Swedish security firm, Micro Systemation, has demonstrated how simple it is to defeat lock screen passcode mechanisms on both iPhone OS and Android devices. To do it, the company shows off their own security tool called XRY, a utility used by law enforcement, military personnel and even the FBI for this very purpose.
In the demonstration below, the hack takes less than a couple of minutes from getting set up to completion. The actual cracking itself takes only seconds, but the passcode-breaking mechanism is a brute force attack. The pin used in the demonstration is “0000” which is likely to be the first number guessed, thus giving us the quickest possible result. A code like “9945” may take considerably longer.
The software not only cracks passcode locks, but can also extract data from locked phones. It is able to copy and decrypt GPS location history, call logs, contacts, texts and even keystroke logs.

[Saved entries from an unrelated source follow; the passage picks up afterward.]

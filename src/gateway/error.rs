use axum::{
    Json,
    http::{HeaderMap, HeaderValue, StatusCode},
    response::{IntoResponse, Response},
};
use thiserror::Error;

use crate::cache::NEARBITE_STATUS_HEADER;
use crate::service::ServiceError;

#[derive(Debug, Error)]
pub enum GatewayError {
    #[error("invalid request: {0}")]
    InvalidRequest(String),

    #[error("lookup failed: {0}")]
    LookupFailed(String),

    #[error("search failed: {0}")]
    SearchFailed(String),
}

impl From<ServiceError> for GatewayError {
    fn from(err: ServiceError) -> Self {
        match err {
            ServiceError::InvalidRequest { reason } => GatewayError::InvalidRequest(reason),
            ServiceError::Search(e) => GatewayError::SearchFailed(e.to_string()),
            err @ ServiceError::Store(_) => GatewayError::LookupFailed(err.to_string()),
        }
    }
}

#[derive(serde::Serialize)]
pub struct ErrorResponse {
    pub error: String,
    pub code: u16,
}

impl IntoResponse for GatewayError {
    fn into_response(self) -> Response {
        let (status, nearbite_status) = match &self {
            GatewayError::InvalidRequest(_) => (StatusCode::BAD_REQUEST, "invalid_request"),
            GatewayError::LookupFailed(_) => (StatusCode::INTERNAL_SERVER_ERROR, "lookup_error"),
            GatewayError::SearchFailed(_) => (StatusCode::INTERNAL_SERVER_ERROR, "search_error"),
        };

        if status.is_server_error() {
            tracing::error!(error = %self, "Request failed");
        }

        let mut headers = HeaderMap::new();
        headers.insert(
            NEARBITE_STATUS_HEADER,
            HeaderValue::from_static(nearbite_status),
        );

        let body = Json(ErrorResponse {
            error: self.to_string(),
            code: status.as_u16(),
        });

        (status, headers, body).into_response()
    }
}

XRY is based on a jailbreak-like method of gaining unsanctioned access to mobile devices. Instead of using official backdoors which are sometimes left by manufacturers, the company exploits security flaws found the OS itself. Leveraging these exploits, the software is able to inject code into the device which gives XRY unfettered access to the system, not unlike jailbreaking tools like ac1dsn0w or redsn0w.
In fact, finding exploits in every mobile OS update is what about half of Micro Systemation’s 75 employees do.
The phone and tablet hacking tool sports a fairly intuitive interface, allowing individuals to use it successfully with minimal training. This sounds particularly useful for law enforcement and other agencies with limited monetary and technical resources.
As we’ve all heard, the legality of jailbreaking is on thin ice. However though, when authorities are using tools like XRY to crack criminal’s smartphones, that seems to raise some red flags.
“If police have a warrant to be in the phone, this is just a way to get access to what they’re legally allowed to,” Fakhoury says of the XRY tool. “But if they’re going to a protest and seizing folks for booking, and immediately running this on their phones and sucking everything out, we’ve got a real problem.”
Micro Systemation claims its largest XRY client is the U.S. Military. “When people aren’t wearing uniforms, looking at mobile phones to identify people is quite helpful”, Dickinson explained as potential scenario.